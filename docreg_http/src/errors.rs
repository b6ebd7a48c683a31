use docreg_ratelimit::RateLimitError;
use thiserror::Error;

/// Boxed error carried by transport failures
pub type BoxError = Box<dyn std::error::Error + Send + Sync>;

#[derive(Error, Debug)]
pub enum RegistryError {
    /// Connection or network failure; the request may not have reached the registry
    #[error("Transport failure: {0}")]
    Transport(#[source] BoxError),

    /// The registry answered with something other than 200
    #[error("Registry rejected document: HTTP {status}: {body}")]
    RequestRejected { status: u16, body: String },

    /// The wait for a permit ended without admission; nothing was sent
    #[error("Wait for admission interrupted: {0}")]
    InterruptedWait(#[from] RateLimitError),

    #[error("Document serialization failed: {0}")]
    Serialization(#[from] serde_json::Error),

    #[error("Failed to build HTTP client: {0}")]
    ClientBuild(#[source] reqwest::Error),

    #[error("Invalid registry client configuration: {0}")]
    InvalidConfig(String),
}

impl From<reqwest::Error> for RegistryError {
    fn from(err: reqwest::Error) -> Self {
        RegistryError::Transport(Box::new(err))
    }
}

impl RegistryError {
    /// True when the document never left this process
    pub fn never_sent(&self) -> bool {
        matches!(self, RegistryError::InterruptedWait(_) | RegistryError::Serialization(_))
    }
}

pub type Result<T> = std::result::Result<T, RegistryError>;
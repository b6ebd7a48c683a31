//! Wire schema of the registry's document creation endpoint
//!
//! Field names are fixed by the remote API and reproduced exactly, including
//! the two camelCase ones (`importRequest`, `description.participantInn`).
//! Absent optional fields are sent as `null`. A `null` product list reads as
//! empty and is always sent as an array.

use serde::Deserialize;
use serde::Deserializer;
use serde::Serialize;

#[derive(Debug, Clone, Default, PartialEq, Eq, Serialize, Deserialize)]
#[serde(default)]
pub struct Document {
    pub description: Description,
    pub doc_id: Option<String>,
    pub doc_status: Option<String>,
    pub doc_type: Option<String>,
    #[serde(rename = "importRequest")]
    pub import_request: bool,
    pub owner_inn: Option<String>,
    pub participant_inn: Option<String>,
    pub producer_inn: Option<String>,
    pub production_date: Option<String>,
    pub production_type: Option<String>,
    #[serde(deserialize_with = "null_as_empty")]
    pub products: Vec<Product>,
    pub reg_date: Option<String>,
    pub reg_number: Option<String>,
}

#[derive(Debug, Clone, Default, PartialEq, Eq, Serialize, Deserialize)]
#[serde(default)]
pub struct Description {
    #[serde(rename = "participantInn")]
    pub participant_inn: Option<String>,
}

#[derive(Debug, Clone, Default, PartialEq, Eq, Serialize, Deserialize)]
#[serde(default)]
pub struct Product {
    pub certificate_document: Option<String>,
    pub certificate_document_date: Option<String>,
    pub certificate_document_number: Option<String>,
    pub owner_inn: Option<String>,
    pub producer_inn: Option<String>,
    pub production_date: Option<String>,
    pub tnved_code: Option<String>,
    pub uit_code: Option<String>,
    pub uitu_code: Option<String>,
}

fn null_as_empty<'de, D>(deserializer: D) -> Result<Vec<Product>, D::Error>
where
    D: Deserializer<'de>,
{
    Ok(Option::<Vec<Product>>::deserialize(deserializer)?.unwrap_or_default())
}
use std::sync::Arc;
use std::sync::Weak;
use std::sync::atomic::AtomicU64;
use std::sync::atomic::Ordering;
use std::time::Duration;

use tokio::runtime::Handle;
use tokio::sync::Semaphore;
use tokio::task::JoinHandle;
use tokio::time::Instant;
use tokio::time::MissedTickBehavior;
use tracing::debug;
use tracing::trace;
use tracing::warn;

/// Background task that restores a permit pool to full capacity once per window
///
/// The first reset happens one full window after spawning. Missed ticks are
/// skipped rather than replayed, so a stalled clock never produces more than
/// `capacity` permits. The task is aborted when the resetter is stopped or
/// dropped and exits on its own once the pool is closed or gone.
pub struct WindowResetter {
    handle: JoinHandle<()>,
    counters: Arc<ResetCounters>,
}

#[derive(Debug, Default)]
struct ResetCounters {
    resets: AtomicU64,
    late: AtomicU64,
}

impl WindowResetter {
    /// Spawn the reset loop for `permits` on `runtime`
    pub fn spawn(runtime: &Handle, permits: &Arc<Semaphore>, capacity: u32, window: Duration) -> Self {
        let counters = Arc::new(ResetCounters::default());
        let first_reset = Instant::now() + window;

        let handle = runtime.spawn(run(Arc::downgrade(permits), capacity, window, first_reset, Arc::clone(&counters)));

        Self { handle, counters }
    }

    /// Number of window resets performed so far
    pub fn resets(&self) -> u64 {
        self.counters.resets.load(Ordering::Relaxed)
    }

    /// Number of ticks that fired at least one full window behind schedule
    pub fn late_ticks(&self) -> u64 {
        self.counters.late.load(Ordering::Relaxed)
    }

    /// Abort the reset loop
    pub fn stop(&self) {
        self.handle.abort();
    }

    /// True once the reset loop has exited or been aborted
    pub fn is_finished(&self) -> bool {
        self.handle.is_finished()
    }
}

impl Drop for WindowResetter {
    fn drop(&mut self) {
        self.handle.abort();
    }
}

async fn run(permits: Weak<Semaphore>, capacity: u32, window: Duration, first_reset: Instant, counters: Arc<ResetCounters>) {
    let mut interval = tokio::time::interval_at(first_reset, window);
    interval.set_missed_tick_behavior(MissedTickBehavior::Skip);

    loop {
        let scheduled = interval.tick().await;

        let lateness = Instant::now().saturating_duration_since(scheduled);
        if lateness >= window {
            counters.late.fetch_add(1, Ordering::Relaxed);
            warn!(?lateness, ?window, "Window reset ran late, skipped windows are not replayed");
        }

        let Some(permits) = permits.upgrade() else {
            debug!("Permit pool dropped, stopping window resetter");
            return;
        };

        if permits.is_closed() {
            debug!("Permit pool closed, stopping window resetter");
            return;
        }

        let restored = refill(&permits, capacity);
        let total = counters.resets.fetch_add(1, Ordering::Relaxed) + 1;
        trace!(restored, capacity, resets = total, "Window reset");
    }
}

/// Top the pool back up to `capacity`, returning how many permits were added
///
/// Only the resetter adds permits, so a concurrent acquire between the read
/// and the add can only leave the pool below capacity, never above it.
pub(crate) fn refill(permits: &Semaphore, capacity: u32) -> u32 {
    let capacity = capacity as usize;
    let available = permits.available_permits();

    if available >= capacity {
        return 0;
    }

    let missing = capacity - available;
    permits.add_permits(missing);
    missing as u32
}
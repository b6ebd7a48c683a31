use std::sync::Arc;
use std::sync::atomic::AtomicBool;
use std::sync::atomic::Ordering;

use docreg_ratelimit::WindowLimiter;

/// Sets up a Ctrl+C handler that clears the running flag and shuts the limiter down
///
/// Submissions still waiting for admission then fail with an interrupted wait
/// instead of holding the process open until the next window.
pub fn setup(running: Arc<AtomicBool>, limiter: Arc<WindowLimiter>) -> Result<(), ctrlc::Error> {
    ctrlc::set_handler(move || {
        tracing::info!("Shutdown signal received");
        running.store(false, Ordering::Relaxed);
        limiter.shutdown();
    })
}
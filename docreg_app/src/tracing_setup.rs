use std::io;
use std::path::Path;

use anyhow::Context;
use tracing::Level;
use tracing_appender::non_blocking::WorkerGuard;
use tracing_subscriber::EnvFilter;
use tracing_subscriber::fmt;
use tracing_subscriber::prelude::*;

/// Where log lines go besides the rolling file
#[derive(Debug, Clone, Copy, PartialEq, Eq)]
pub enum LogOutput {
    /// Hourly rolling file only
    File,
    /// Hourly rolling file plus colored stdout
    FileAndStdout,
}

/// Build the filter: `RUST_LOG` when set, `default_level` otherwise
pub fn env_filter(default_level: Level) -> EnvFilter {
    EnvFilter::builder().with_default_directive(default_level.into()).from_env_lossy()
}

/// Install the global subscriber writing through a non-blocking hourly file appender
///
/// The returned guard flushes pending lines on drop; keep it alive for the
/// whole process.
pub fn init(app_name: &str, log_dir: &Path, default_level: Level, output: LogOutput) -> anyhow::Result<WorkerGuard> {
    std::fs::create_dir_all(log_dir).with_context(|| format!("Failed to create log directory {}", log_dir.display()))?;

    let file_appender = tracing_appender::rolling::hourly(log_dir, format!("{app_name}.log"));
    let (non_blocking, guard) = tracing_appender::non_blocking(file_appender);

    let file_layer =
        fmt::layer().with_writer(non_blocking).with_target(true).with_thread_ids(true).with_line_number(true).with_ansi(false).compact();

    let stdout_layer = (output == LogOutput::FileAndStdout)
        .then(|| fmt::layer().with_writer(io::stdout).with_target(true).with_thread_ids(true).with_line_number(true).with_ansi(true).compact());

    tracing_subscriber::registry()
        .with(env_filter(default_level))
        .with(file_layer)
        .with(stdout_layer)
        .try_init()
        .context("A global tracing subscriber is already installed")?;

    Ok(guard)
}
//! # docreg_http
//!
//! Rate-limited client for the document registry API.

pub mod client;
pub mod document;
pub mod errors;
pub mod registry;
pub mod transport;

pub use client::HttpClient;
pub use client::HttpClientConfig;
pub use document::Description;
pub use document::Document;
pub use document::Product;
pub use errors::RegistryError;
pub use errors::Result;
pub use registry::RegistryClient;
pub use registry::RegistryClientBuilder;
pub use transport::RegistryRequest;
pub use transport::RegistryResponse;
pub use transport::ReqwestTransport;
pub use transport::Transport;
//! HKDF-based key derivation (RFC 5869) with the HPKE labeled variants.

use hkdf::Hkdf;
use sha2::{Sha256, Sha512};
use zeroize::Zeroizing;

use crate::error::{Error, Result};

/// HPKE KDF identifiers (RFC 9180 §7.2), restricted to the algorithms the
/// MLS ciphersuites use.
#[derive(Debug, Clone, Copy, PartialEq, Eq, Hash)]
#[repr(u16)]
pub enum KdfId {
    /// HKDF-SHA256
    HkdfSha256 = 0x0001,
    /// HKDF-SHA512
    HkdfSha512 = 0x0003,
}

impl KdfId {
    /// Look up a KDF by its registry code.
    ///
    /// # Errors
    ///
    /// `InvalidParameter` for codes outside the supported set.
    pub fn from_code(code: u16) -> Result<Self> {
        match code {
            0x0001 => Ok(Self::HkdfSha256),
            0x0003 => Ok(Self::HkdfSha512),
            _ => Err(Error::InvalidParameter("unsupported KDF code")),
        }
    }

    /// Registry code for the wire.
    pub const fn code(self) -> u16 {
        self as u16
    }

    /// Hash output size in bytes (`Nh`).
    pub const fn output_size(self) -> usize {
        match self {
            Self::HkdfSha256 => 32,
            Self::HkdfSha512 => 64,
        }
    }

    /// `HKDF-Extract(salt, ikm)`: derive a pseudorandom key of `Nh` bytes.
    ///
    /// An empty salt is equivalent to the RFC 5869 default of `Nh` zero
    /// bytes.
    pub fn extract(self, salt: &[u8], ikm: &[u8]) -> Zeroizing<Vec<u8>> {
        let prk = match self {
            Self::HkdfSha256 => Hkdf::<Sha256>::extract(Some(salt), ikm).0.to_vec(),
            Self::HkdfSha512 => Hkdf::<Sha512>::extract(Some(salt), ikm).0.to_vec(),
        };
        Zeroizing::new(prk)
    }

    /// `HKDF-Expand(prk, info, L)`: expand a pseudorandom key into `length`
    /// bytes of output keying material.
    ///
    /// # Errors
    ///
    /// `KeyDerivation` when `prk` is shorter than `Nh` or `length` exceeds
    /// the RFC 5869 maximum of `255 * Nh`.
    pub fn expand(self, prk: &[u8], info: &[u8], length: usize) -> Result<Zeroizing<Vec<u8>>> {
        let mut okm = Zeroizing::new(vec![0u8; length]);
        let expanded = match self {
            Self::HkdfSha256 => Hkdf::<Sha256>::from_prk(prk)
                .map_err(|_| Error::KeyDerivation("PRK shorter than the hash output"))?
                .expand(info, &mut okm),
            Self::HkdfSha512 => Hkdf::<Sha512>::from_prk(prk)
                .map_err(|_| Error::KeyDerivation("PRK shorter than the hash output"))?
                .expand(info, &mut okm),
        };
        expanded.map_err(|_| Error::KeyDerivation("output length exceeds 255 * Nh"))?;
        Ok(okm)
    }

    /// `LabeledExtract(salt, label, ikm)` per RFC 9180 §4, under the
    /// caller's `suite_id` domain.
    pub fn labeled_extract(
        self,
        suite_id: &[u8],
        salt: &[u8],
        label: &str,
        ikm: &[u8],
    ) -> Zeroizing<Vec<u8>> {
        let labeled_ikm = [b"HPKE-v1", suite_id, label.as_bytes(), ikm].concat();
        self.extract(salt, &labeled_ikm)
    }

    /// `LabeledExpand(prk, label, info, L)` per RFC 9180 §4, under the
    /// caller's `suite_id` domain.
    ///
    /// # Errors
    ///
    /// See [`expand`](Self::expand).
    pub fn labeled_expand(
        self,
        suite_id: &[u8],
        prk: &[u8],
        label: &str,
        info: &[u8],
        length: usize,
    ) -> Result<Zeroizing<Vec<u8>>> {
        let length16 =
            u16::try_from(length).map_err(|_| Error::KeyDerivation("output length exceeds u16"))?;
        let labeled_info = [
            &length16.to_be_bytes(),
            b"HPKE-v1".as_slice(),
            suite_id,
            label.as_bytes(),
            info,
        ]
        .concat();
        self.expand(prk, &labeled_info, length)
    }
}
//! X448 Diffie-Hellman (RFC 7748) for DHKEM(X448, HKDF-SHA512).

use x448::{PublicKey, Secret};
use zeroize::Zeroizing;

use crate::error::{Error, Result};
use crate::kem::KemKeyPair;

pub(super) fn generate() -> Result<KemKeyPair> {
    let secret = Secret::new(&mut rand_core_x448::OsRng);
    let public = PublicKey::from(&secret);
    Ok(KemKeyPair {
        private: Zeroizing::new(secret.as_bytes().to_vec()),
        public: public.as_bytes().to_vec(),
    })
}

pub(super) fn public_from_private(private: &[u8]) -> Result<Vec<u8>> {
    let secret = Secret::from_bytes(private)
        .ok_or(Error::InvalidParameter("X448 private key length"))?;
    Ok(PublicKey::from(&secret).as_bytes().to_vec())
}

pub(super) fn parse_public(public: &[u8]) -> Result<Vec<u8>> {
    let point =
        PublicKey::from_bytes(public).ok_or(Error::InvalidParameter("X448 public key"))?;
    Ok(point.as_bytes().to_vec())
}

pub(super) fn dh(private: &[u8], public: &[u8]) -> Result<Zeroizing<Vec<u8>>> {
    let secret = Secret::from_bytes(private)
        .ok_or(Error::InvalidParameter("X448 private key length"))?;
    let point =
        PublicKey::from_bytes(public).ok_or(Error::InvalidParameter("X448 public key"))?;

    // Returns None for a low-order peer point.
    let shared = secret
        .as_diffie_hellman(&point)
        .ok_or(Error::InvalidParameter("X448 low-order public key"))?;

    Ok(Zeroizing::new(shared.as_bytes().to_vec()))
}
//! AEAD algorithms used by the MLS ciphersuites.
//!
//! - AES-128-GCM / AES-256-GCM (NIST SP 800-38D)
//! - ChaCha20-Poly1305 (RFC 8439)
//!
//! Ciphertexts carry the 16-byte authentication tag appended.

use aes_gcm::aead::{Aead, KeyInit, Nonce, Payload};
use aes_gcm::{Aes128Gcm, Aes256Gcm};
use chacha20poly1305::ChaCha20Poly1305;
use zeroize::Zeroizing;

use crate::error::{Error, Result};

/// HPKE AEAD identifiers (RFC 9180 §7.3).
#[derive(Debug, Clone, Copy, PartialEq, Eq, Hash)]
#[repr(u16)]
pub enum AeadId {
    /// AES-128-GCM
    Aes128Gcm = 0x0001,
    /// AES-256-GCM
    Aes256Gcm = 0x0002,
    /// ChaCha20-Poly1305
    ChaCha20Poly1305 = 0x0003,
}

impl AeadId {
    /// Look up an AEAD by its registry code.
    ///
    /// # Errors
    ///
    /// `InvalidParameter` for codes outside the supported set.
    pub fn from_code(code: u16) -> Result<Self> {
        match code {
            0x0001 => Ok(Self::Aes128Gcm),
            0x0002 => Ok(Self::Aes256Gcm),
            0x0003 => Ok(Self::ChaCha20Poly1305),
            _ => Err(Error::InvalidParameter("unsupported AEAD code")),
        }
    }

    /// Registry code for the wire.
    pub const fn code(self) -> u16 {
        self as u16
    }

    /// Key size in bytes (`Nk`).
    pub const fn key_size(self) -> usize {
        match self {
            Self::Aes128Gcm => 16,
            Self::Aes256Gcm | Self::ChaCha20Poly1305 => 32,
        }
    }

    /// Nonce size in bytes (`Nn`).
    pub const fn nonce_size(self) -> usize {
        12
    }

    /// Authentication tag size in bytes (`Nt`).
    pub const fn tag_size(self) -> usize {
        16
    }

    /// `Seal(key, nonce, aad, pt)`: encrypt and authenticate, returning
    /// ciphertext with the tag appended.
    ///
    /// # Errors
    ///
    /// `InvalidParameter` on wrong key or nonce length; `AeadSeal` if the
    /// underlying cipher fails.
    pub fn seal(self, key: &[u8], nonce: &[u8], aad: &[u8], pt: &[u8]) -> Result<Vec<u8>> {
        self.check_lengths(key, nonce)?;
        match self {
            Self::Aes128Gcm => seal_with::<Aes128Gcm>(key, nonce, aad, pt),
            Self::Aes256Gcm => seal_with::<Aes256Gcm>(key, nonce, aad, pt),
            Self::ChaCha20Poly1305 => seal_with::<ChaCha20Poly1305>(key, nonce, aad, pt),
        }
    }

    /// `Open(key, nonce, aad, ct)`: decrypt and verify the tag.
    ///
    /// # Errors
    ///
    /// `InvalidParameter` on wrong key or nonce length; `HpkeDecryption` on
    /// tag mismatch or corrupted ciphertext.
    pub fn open(
        self,
        key: &[u8],
        nonce: &[u8],
        aad: &[u8],
        ct: &[u8],
    ) -> Result<Zeroizing<Vec<u8>>> {
        self.check_lengths(key, nonce)?;
        match self {
            Self::Aes128Gcm => open_with::<Aes128Gcm>(key, nonce, aad, ct),
            Self::Aes256Gcm => open_with::<Aes256Gcm>(key, nonce, aad, ct),
            Self::ChaCha20Poly1305 => open_with::<ChaCha20Poly1305>(key, nonce, aad, ct),
        }
    }

    fn check_lengths(self, key: &[u8], nonce: &[u8]) -> Result<()> {
        if key.len() != self.key_size() {
            return Err(Error::InvalidParameter("AEAD key length"));
        }
        if nonce.len() != self.nonce_size() {
            return Err(Error::InvalidParameter("AEAD nonce length"));
        }
        Ok(())
    }
}

fn seal_with<A: Aead + KeyInit>(key: &[u8], nonce: &[u8], aad: &[u8], pt: &[u8]) -> Result<Vec<u8>> {
    let cipher = A::new_from_slice(key).map_err(|_| Error::InvalidParameter("AEAD key length"))?;
    cipher
        .encrypt(Nonce::<A>::from_slice(nonce), Payload { msg: pt, aad })
        .map_err(|_| Error::AeadSeal)
}

fn open_with<A: Aead + KeyInit>(
    key: &[u8],
    nonce: &[u8],
    aad: &[u8],
    ct: &[u8],
) -> Result<Zeroizing<Vec<u8>>> {
    let cipher = A::new_from_slice(key).map_err(|_| Error::InvalidParameter("AEAD key length"))?;
    cipher
        .decrypt(Nonce::<A>::from_slice(nonce), Payload { msg: ct, aad })
        .map(Zeroizing::new)
        .map_err(|_| Error::HpkeDecryption)
}
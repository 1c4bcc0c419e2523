//! ECDSA over NIST P-256 with SHA-256.
//!
//! Private keys are 32-byte big-endian scalars, public keys uncompressed
//! SEC1 points, signatures DER-encoded.

use p256::ecdsa::signature::{Signer, Verifier};
use p256::ecdsa::{Signature, SigningKey, VerifyingKey};
use p256::elliptic_curve::sec1::ToEncodedPoint;
use p256::SecretKey;
use zeroize::Zeroizing;

use crate::error::{Error, Result};
use crate::sig::SignatureKeyPair;

pub(super) fn generate() -> Result<SignatureKeyPair> {
    let secret = SecretKey::random(&mut rand::rngs::OsRng);
    Ok(SignatureKeyPair {
        private: Zeroizing::new(secret.to_bytes().to_vec()),
        public: secret.public_key().to_encoded_point(false).as_bytes().to_vec(),
    })
}

pub(super) fn is_valid_scalar(candidate: &[u8]) -> bool {
    SecretKey::from_slice(candidate).is_ok()
}

pub(super) fn public_from_private(private: &[u8]) -> Result<Vec<u8>> {
    let secret = SecretKey::from_slice(private)
        .map_err(|_| Error::InvalidParameter("P-256 private key"))?;
    Ok(secret.public_key().to_encoded_point(false).as_bytes().to_vec())
}

pub(super) fn sign(message: &[u8], private: &[u8]) -> Result<Vec<u8>> {
    let signing = SigningKey::from_slice(private)
        .map_err(|_| Error::InvalidParameter("P-256 private key"))?;
    let signature: Signature = signing.sign(message);
    Ok(signature.to_der().as_bytes().to_vec())
}

pub(super) fn verify(message: &[u8], signature: &[u8], public: &[u8]) -> Result<bool> {
    let verifying = VerifyingKey::from_sec1_bytes(public)
        .map_err(|_| Error::InvalidParameter("P-256 public key"))?;

    let Ok(signature) = Signature::from_der(signature) else {
        return Ok(false);
    };
    Ok(verifying.verify(message, &signature).is_ok())
}
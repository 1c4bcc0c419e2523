//! ECDH over NIST P-256 (secp256r1) for DHKEM(P-256, HKDF-SHA256).
//!
//! Public keys are uncompressed SEC1 points (0x04 || x || y); private keys
//! are 32-byte big-endian field elements.

use p256::ecdh::diffie_hellman;
use p256::elliptic_curve::sec1::ToEncodedPoint;
use p256::{PublicKey, SecretKey};
use zeroize::Zeroizing;

use crate::error::{Error, Result};
use crate::kem::KemKeyPair;

pub(super) fn generate() -> Result<KemKeyPair> {
    let secret = SecretKey::random(&mut rand::rngs::OsRng);
    let public = secret.public_key().to_encoded_point(false);
    Ok(KemKeyPair {
        private: Zeroizing::new(secret.to_bytes().to_vec()),
        public: public.as_bytes().to_vec(),
    })
}

pub(super) fn is_valid_scalar(candidate: &[u8]) -> bool {
    SecretKey::from_slice(candidate).is_ok()
}

pub(super) fn public_from_private(private: &[u8]) -> Result<Vec<u8>> {
    let secret = SecretKey::from_slice(private)
        .map_err(|_| Error::InvalidParameter("P-256 private key"))?;
    Ok(secret.public_key().to_encoded_point(false).as_bytes().to_vec())
}

pub(super) fn parse_public(public: &[u8]) -> Result<Vec<u8>> {
    let point = PublicKey::from_sec1_bytes(public)
        .map_err(|_| Error::InvalidParameter("P-256 public key"))?;
    Ok(point.to_encoded_point(false).as_bytes().to_vec())
}

pub(super) fn dh(private: &[u8], public: &[u8]) -> Result<Zeroizing<Vec<u8>>> {
    let secret = SecretKey::from_slice(private)
        .map_err(|_| Error::InvalidParameter("P-256 private key"))?;
    let point = PublicKey::from_sec1_bytes(public)
        .map_err(|_| Error::InvalidParameter("P-256 public key"))?;

    let shared = diffie_hellman(secret.to_nonzero_scalar(), point.as_affine());
    Ok(Zeroizing::new(shared.raw_secret_bytes().to_vec()))
}
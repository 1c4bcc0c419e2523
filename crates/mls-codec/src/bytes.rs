//! Byte-string helpers shared across the workspace.
//!
//! Owned byte sequences are plain `Vec<u8>` (or [`tls_codec::VLBytes`] where
//! a wire encoding is attached); these helpers cover the conversions the
//! protocol constants and test vectors need.

use crate::error::Result;

/// Convert an ASCII label to its byte representation.
///
/// MLS labels are US-ASCII with no trailing NUL; the conversion is exact.
pub fn from_ascii(s: &str) -> Vec<u8> {
    s.as_bytes().to_vec()
}

/// Decode a hex string into bytes.
///
/// # Errors
///
/// Rejects odd-length input and non-hex digits.
///
/// # Example
///
/// ```
/// let bytes = mls_codec::from_hex("01020304").unwrap();
/// assert_eq!(bytes, vec![1, 2, 3, 4]);
/// assert!(mls_codec::from_hex("012").is_err());
/// assert!(mls_codec::from_hex("zz").is_err());
/// ```
pub fn from_hex(s: &str) -> Result<Vec<u8>> {
    Ok(hex::decode(s)?)
}

/// Encode bytes as a lowercase hex string.
pub fn to_hex(bytes: &[u8]) -> String {
    hex::encode(bytes)
}
//! Ed448 signing (RFC 8032).
//!
//! Private keys are 57-byte seeds, public keys 57-byte compressed points,
//! signatures 114 raw bytes.

use ed448_goldilocks_plus::{Signature, SigningKey, VerifyingKey};
use zeroize::Zeroizing;

use crate::error::{Error, Result};
use crate::sig::SignatureKeyPair;

pub(super) fn generate() -> Result<SignatureKeyPair> {
    let signing = SigningKey::generate(&mut rand::rngs::OsRng);
    Ok(SignatureKeyPair {
        private: Zeroizing::new(signing.to_bytes().to_vec()),
        public: signing.verifying_key().to_bytes().to_vec(),
    })
}

fn signing_key(private: &[u8]) -> Result<SigningKey> {
    SigningKey::try_from(private).map_err(|_| Error::InvalidParameter("Ed448 private key"))
}

pub(super) fn public_from_private(private: &[u8]) -> Result<Vec<u8>> {
    Ok(signing_key(private)?.verifying_key().to_bytes().to_vec())
}

pub(super) fn sign(message: &[u8], private: &[u8]) -> Result<Vec<u8>> {
    let signing = signing_key(private)?;
    let signature = signing
        .sign_raw(message)
        .map_err(|_| Error::InvalidParameter("Ed448 signing"))?;
    Ok(signature.to_bytes().to_vec())
}

pub(super) fn verify(message: &[u8], signature: &[u8], public: &[u8]) -> Result<bool> {
    let Ok(public_bytes) = <[u8; 57]>::try_from(public) else {
        return Err(Error::InvalidParameter("Ed448 public key"));
    };
    let verifying = VerifyingKey::from_bytes(&public_bytes)
        .map_err(|_| Error::InvalidParameter("Ed448 public key"))?;

    let Ok(signature) = Signature::try_from(signature) else {
        return Ok(false);
    };
    Ok(verifying.verify_raw(&signature, message).is_ok())
}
----------
From the entries above, pull out each line that includes "Semaphore".

> **TASK RESULT**
use tokio::sync::Semaphore;
    pub fn spawn(runtime: &Handle, permits: &Arc<Semaphore>, capacity: u32, window: Duration) -> Self {
async fn run(permits: Weak<Semaphore>, capacity: u32, window: Duration, first_reset: Instant, counters: Arc<ResetCounters>) {
pub(crate) fn refill(permits: &Semaphore, capacity: u32) -> u32 {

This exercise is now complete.